**Aim of the task**
Your task is to copy every entry exactly.

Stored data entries
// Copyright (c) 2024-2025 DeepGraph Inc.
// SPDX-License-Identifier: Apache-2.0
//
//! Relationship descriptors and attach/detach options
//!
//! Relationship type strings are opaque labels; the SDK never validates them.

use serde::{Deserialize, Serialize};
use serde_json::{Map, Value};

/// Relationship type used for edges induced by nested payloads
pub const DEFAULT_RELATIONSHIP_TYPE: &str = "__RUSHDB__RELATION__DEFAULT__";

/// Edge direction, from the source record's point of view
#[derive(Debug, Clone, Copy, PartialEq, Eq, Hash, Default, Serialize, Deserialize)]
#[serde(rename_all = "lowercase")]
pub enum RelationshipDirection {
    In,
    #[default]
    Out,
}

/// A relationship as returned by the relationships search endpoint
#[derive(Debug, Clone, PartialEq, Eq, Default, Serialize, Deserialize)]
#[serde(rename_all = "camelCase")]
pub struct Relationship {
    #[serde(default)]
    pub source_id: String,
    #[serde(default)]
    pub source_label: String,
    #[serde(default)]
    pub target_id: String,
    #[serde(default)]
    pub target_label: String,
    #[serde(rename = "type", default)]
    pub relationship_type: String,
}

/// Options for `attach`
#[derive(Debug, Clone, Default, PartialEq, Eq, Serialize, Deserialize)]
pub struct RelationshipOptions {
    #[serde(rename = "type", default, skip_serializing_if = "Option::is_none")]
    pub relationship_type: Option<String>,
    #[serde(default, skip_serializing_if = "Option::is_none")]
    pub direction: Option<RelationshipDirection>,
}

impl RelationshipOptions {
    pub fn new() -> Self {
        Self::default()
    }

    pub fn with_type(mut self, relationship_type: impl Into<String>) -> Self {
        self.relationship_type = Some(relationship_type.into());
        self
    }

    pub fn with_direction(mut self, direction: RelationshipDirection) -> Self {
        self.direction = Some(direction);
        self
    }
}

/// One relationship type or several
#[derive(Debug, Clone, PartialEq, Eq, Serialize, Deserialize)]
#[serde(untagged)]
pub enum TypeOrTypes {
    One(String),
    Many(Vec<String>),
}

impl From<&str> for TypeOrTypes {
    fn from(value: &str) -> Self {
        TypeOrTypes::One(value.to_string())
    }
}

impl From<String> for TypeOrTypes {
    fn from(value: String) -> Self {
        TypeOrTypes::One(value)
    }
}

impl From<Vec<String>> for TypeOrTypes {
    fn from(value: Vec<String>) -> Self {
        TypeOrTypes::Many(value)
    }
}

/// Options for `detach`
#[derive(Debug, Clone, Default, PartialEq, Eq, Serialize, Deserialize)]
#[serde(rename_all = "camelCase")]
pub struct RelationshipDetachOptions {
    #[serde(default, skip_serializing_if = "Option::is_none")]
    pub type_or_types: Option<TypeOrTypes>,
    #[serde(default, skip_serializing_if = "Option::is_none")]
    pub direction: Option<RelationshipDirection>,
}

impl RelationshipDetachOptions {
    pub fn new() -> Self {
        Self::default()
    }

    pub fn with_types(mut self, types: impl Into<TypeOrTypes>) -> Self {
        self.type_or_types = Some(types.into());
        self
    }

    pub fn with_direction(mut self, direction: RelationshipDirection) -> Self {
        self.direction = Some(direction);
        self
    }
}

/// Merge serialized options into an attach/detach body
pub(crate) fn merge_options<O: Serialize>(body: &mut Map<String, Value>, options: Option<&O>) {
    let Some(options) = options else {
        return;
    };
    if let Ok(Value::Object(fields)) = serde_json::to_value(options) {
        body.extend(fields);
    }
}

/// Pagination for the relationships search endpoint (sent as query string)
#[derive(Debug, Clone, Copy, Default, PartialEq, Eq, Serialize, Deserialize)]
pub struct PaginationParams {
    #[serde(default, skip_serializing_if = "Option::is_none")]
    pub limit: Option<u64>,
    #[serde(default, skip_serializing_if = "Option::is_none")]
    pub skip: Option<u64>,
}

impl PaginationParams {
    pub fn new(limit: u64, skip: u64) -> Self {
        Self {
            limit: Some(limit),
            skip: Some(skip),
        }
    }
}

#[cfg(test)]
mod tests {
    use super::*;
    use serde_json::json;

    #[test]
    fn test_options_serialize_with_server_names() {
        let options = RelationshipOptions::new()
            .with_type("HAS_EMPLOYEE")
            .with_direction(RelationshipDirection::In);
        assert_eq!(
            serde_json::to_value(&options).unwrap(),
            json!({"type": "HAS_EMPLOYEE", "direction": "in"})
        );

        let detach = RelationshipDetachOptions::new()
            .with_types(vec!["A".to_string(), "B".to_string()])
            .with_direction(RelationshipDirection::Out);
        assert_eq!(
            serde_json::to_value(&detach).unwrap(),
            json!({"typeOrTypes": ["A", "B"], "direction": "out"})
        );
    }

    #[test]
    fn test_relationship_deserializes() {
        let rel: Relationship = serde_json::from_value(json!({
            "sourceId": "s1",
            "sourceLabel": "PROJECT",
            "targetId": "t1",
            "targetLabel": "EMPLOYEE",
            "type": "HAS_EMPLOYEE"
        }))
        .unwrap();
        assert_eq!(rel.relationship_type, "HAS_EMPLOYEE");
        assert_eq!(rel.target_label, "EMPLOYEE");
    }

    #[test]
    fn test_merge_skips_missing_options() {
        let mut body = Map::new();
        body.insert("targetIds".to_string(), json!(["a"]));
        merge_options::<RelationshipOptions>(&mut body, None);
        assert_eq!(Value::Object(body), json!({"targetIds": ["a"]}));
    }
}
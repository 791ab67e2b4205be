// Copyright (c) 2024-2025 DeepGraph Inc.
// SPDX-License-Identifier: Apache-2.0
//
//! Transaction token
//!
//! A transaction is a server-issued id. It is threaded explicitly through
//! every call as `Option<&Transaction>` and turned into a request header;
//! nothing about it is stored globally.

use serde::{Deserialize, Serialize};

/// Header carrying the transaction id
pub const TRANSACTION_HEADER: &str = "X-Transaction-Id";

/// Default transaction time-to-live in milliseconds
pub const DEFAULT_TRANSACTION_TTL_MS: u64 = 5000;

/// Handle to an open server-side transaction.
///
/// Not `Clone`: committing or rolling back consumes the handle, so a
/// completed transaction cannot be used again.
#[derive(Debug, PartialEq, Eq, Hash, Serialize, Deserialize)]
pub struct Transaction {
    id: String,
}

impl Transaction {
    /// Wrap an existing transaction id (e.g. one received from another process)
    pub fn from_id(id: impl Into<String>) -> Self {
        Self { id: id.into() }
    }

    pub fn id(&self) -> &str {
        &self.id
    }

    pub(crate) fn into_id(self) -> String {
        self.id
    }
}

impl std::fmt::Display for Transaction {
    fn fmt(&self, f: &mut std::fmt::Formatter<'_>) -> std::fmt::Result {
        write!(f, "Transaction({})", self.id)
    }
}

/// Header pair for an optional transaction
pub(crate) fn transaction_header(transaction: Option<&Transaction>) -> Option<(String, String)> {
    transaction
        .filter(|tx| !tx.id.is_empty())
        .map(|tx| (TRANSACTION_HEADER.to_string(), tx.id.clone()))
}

**Finished exercise**
// Copyright (c) 2024-2025 DeepGraph Inc.
// SPDX-License-Identifier: Apache-2.0
//
//! Relationship descriptors and attach/detach options
//!
//! Relationship type strings are opaque labels; the SDK never validates them.

use serde::{Deserialize, Serialize};
use serde_json::{Map, Value};

/// Relationship type used for edges induced by nested payloads
pub const DEFAULT_RELATIONSHIP_TYPE: &str = "__RUSHDB__RELATION__DEFAULT__";

/// Edge direction, from the source record's point of view
#[derive(Debug, Clone, Copy, PartialEq, Eq, Hash, Default, Serialize, Deserialize)]
#[serde(rename_all = "lowercase")]
pub enum RelationshipDirection {
    In,
    #[default]
    Out,
}

/// A relationship as returned by the relationships search endpoint
#[derive(Debug, Clone, PartialEq, Eq, Default, Serialize, Deserialize)]
#[serde(rename_all = "camelCase")]
pub struct Relationship {
    #[serde(default)]
    pub source_id: String,
    #[serde(default)]
    pub source_label: String,
    #[serde(default)]
    pub target_id: String,
    #[serde(default)]
    pub target_label: String,
    #[serde(rename = "type", default)]
    pub relationship_type: String,
}

/// Options for `attach`
#[derive(Debug, Clone, Default, PartialEq, Eq, Serialize, Deserialize)]
pub struct RelationshipOptions {
    #[serde(rename = "type", default, skip_serializing_if = "Option::is_none")]
    pub relationship_type: Option<String>,
    #[serde(default, skip_serializing_if = "Option::is_none")]
    pub direction: Option<RelationshipDirection>,
}

impl RelationshipOptions {
    pub fn new() -> Self {
        Self::default()
    }

    pub fn with_type(mut self, relationship_type: impl Into<String>) -> Self {
        self.relationship_type = Some(relationship_type.into());
        self
    }

    pub fn with_direction(mut self, direction: RelationshipDirection) -> Self {
        self.direction = Some(direction);
        self
    }
}

/// One relationship type or several
#[derive(Debug, Clone, PartialEq, Eq, Serialize, Deserialize)]
#[serde(untagged)]
pub enum TypeOrTypes {
    One(String),
    Many(Vec<String>),
}

impl From<&str> for TypeOrTypes {
    fn from(value: &str) -> Self {
        TypeOrTypes::One(value.to_string())
    }
}

impl From<String> for TypeOrTypes {
    fn from(value: String) -> Self {
        TypeOrTypes::One(value)
    }
}

impl From<Vec<String>> for TypeOrTypes {
    fn from(value: Vec<String>) -> Self {
        TypeOrTypes::Many(value)
    }
}

/// Options for `detach`
#[derive(Debug, Clone, Default, PartialEq, Eq, Serialize, Deserialize)]
#[serde(rename_all = "camelCase")]
pub struct RelationshipDetachOptions {
    #[serde(default, skip_serializing_if = "Option::is_none")]
    pub type_or_types: Option<TypeOrTypes>,
    #[serde(default, skip_serializing_if = "Option::is_none")]
    pub direction: Option<RelationshipDirection>,
}

impl RelationshipDetachOptions {
    pub fn new() -> Self {
        Self::default()
    }

    pub fn with_types(mut self, types: impl Into<TypeOrTypes>) -> Self {
        self.type_or_types = Some(types.into());
        self
    }

    pub fn with_direction(mut self, direction: RelationshipDirection) -> Self {
        self.direction = Some(direction);
        self
    }
}

/// Merge serialized options into an attach/detach body
pub(crate) fn merge_options<O: Serialize>(body: &mut Map<String, Value>, options: Option<&O>) {
    let Some(options) = options else {
        return;
    };
    if let Ok(Value::Object(fields)) = serde_json::to_value(options) {
        body.extend(fields);
    }
}

/// Pagination for the relationships search endpoint (sent as query string)
#[derive(Debug, Clone, Copy, Default, PartialEq, Eq, Serialize, Deserialize)]
pub struct PaginationParams {
    #[serde(default, skip_serializing_if = "Option::is_none")]
    pub limit: Option<u64>,
    #[serde(default, skip_serializing_if = "Option::is_none")]
    pub skip: Option<u64>,
}

impl PaginationParams {
    pub fn new(limit: u64, skip: u64) -> Self {
        Self {
            limit: Some(limit),
            skip: Some(skip),
        }
    }
}

#[cfg(test)]
mod tests {
    use super::*;
    use serde_json::json;

    #[test]
    fn test_options_serialize_with_server_names() {
        let options = RelationshipOptions::new()
            .with_type("HAS_EMPLOYEE")
            .with_direction(RelationshipDirection::In);
        assert_eq!(
            serde_json::to_value(&options).unwrap(),
            json!({"type": "HAS_EMPLOYEE", "direction": "in"})
        );

        let detach = RelationshipDetachOptions::new()
            .with_types(vec!["A".to_string(), "B".to_string()])
            .with_direction(RelationshipDirection::Out);
        assert_eq!(
            serde_json::to_value(&detach).unwrap(),
            json!({"typeOrTypes": ["A", "B"], "direction": "out"})
        );
    }

    #[test]
    fn test_relationship_deserializes() {
        let rel: Relationship = serde_json::from_value(json!({
            "sourceId": "s1",
            "sourceLabel": "PROJECT",
            "targetId": "t1",
            "targetLabel": "EMPLOYEE",
            "type": "HAS_EMPLOYEE"
        }))
        .unwrap();
        assert_eq!(rel.relationship_type, "HAS_EMPLOYEE");
        assert_eq!(rel.target_label, "EMPLOYEE");
    }

    #[test]
    fn test_merge_skips_missing_options() {
        let mut body = Map::new();
        body.insert("targetIds".to_string(), json!(["a"]));
        merge_options::<RelationshipOptions>(&mut body, None);
        assert_eq!(Value::Object(body), json!({"targetIds": ["a"]}));
    }
}
repository 791ab67e2b4205be
// Copyright (c) 2024-2025 DeepGraph Inc.
// SPDX-License-Identifier: Apache-2.0
//
//! Transaction token
//!
//! A transaction is a server-issued id. It is threaded explicitly through
//! every call as `Option<&Transaction>` and turned into a request header;
//! nothing about it is stored globally.

use serde::{Deserialize, Serialize};

/// Header carrying the transaction id
pub const TRANSACTION_HEADER: &str = "X-Transaction-Id";

/// Default transaction time-to-live in milliseconds
pub const DEFAULT_TRANSACTION_TTL_MS: u64 = 5000;

/// Handle to an open server-side transaction.
///
/// Not `Clone`: committing or rolling back consumes the handle, so a
/// completed transaction cannot be used again.
#[derive(Debug, PartialEq, Eq, Hash, Serialize, Deserialize)]
pub struct Transaction {
    id: String,
}

impl Transaction {
    /// Wrap an existing transaction id (e.g. one received from another process)
    pub fn from_id(id: impl Into<String>) -> Self {
        Self { id: id.into() }
    }

    pub fn id(&self) -> &str {
        &self.id
    }

    pub(crate) fn into_id(self) -> String {
        self.id
    }
}

impl std::fmt::Display for Transaction {
    fn fmt(&self, f: &mut std::fmt::Formatter<'_>) -> std::fmt::Result {
        write!(f, "Transaction({})", self.id)
    }
}

/// Header pair for an optional transaction
pub(crate) fn transaction_header(transaction: Option<&Transaction>) -> Option<(String, String)> {
    transaction
        .filter(|tx| !tx.id.is_empty())
        .map(|tx| (TRANSACTION_HEADER.to_string(), tx.id.clone()))
}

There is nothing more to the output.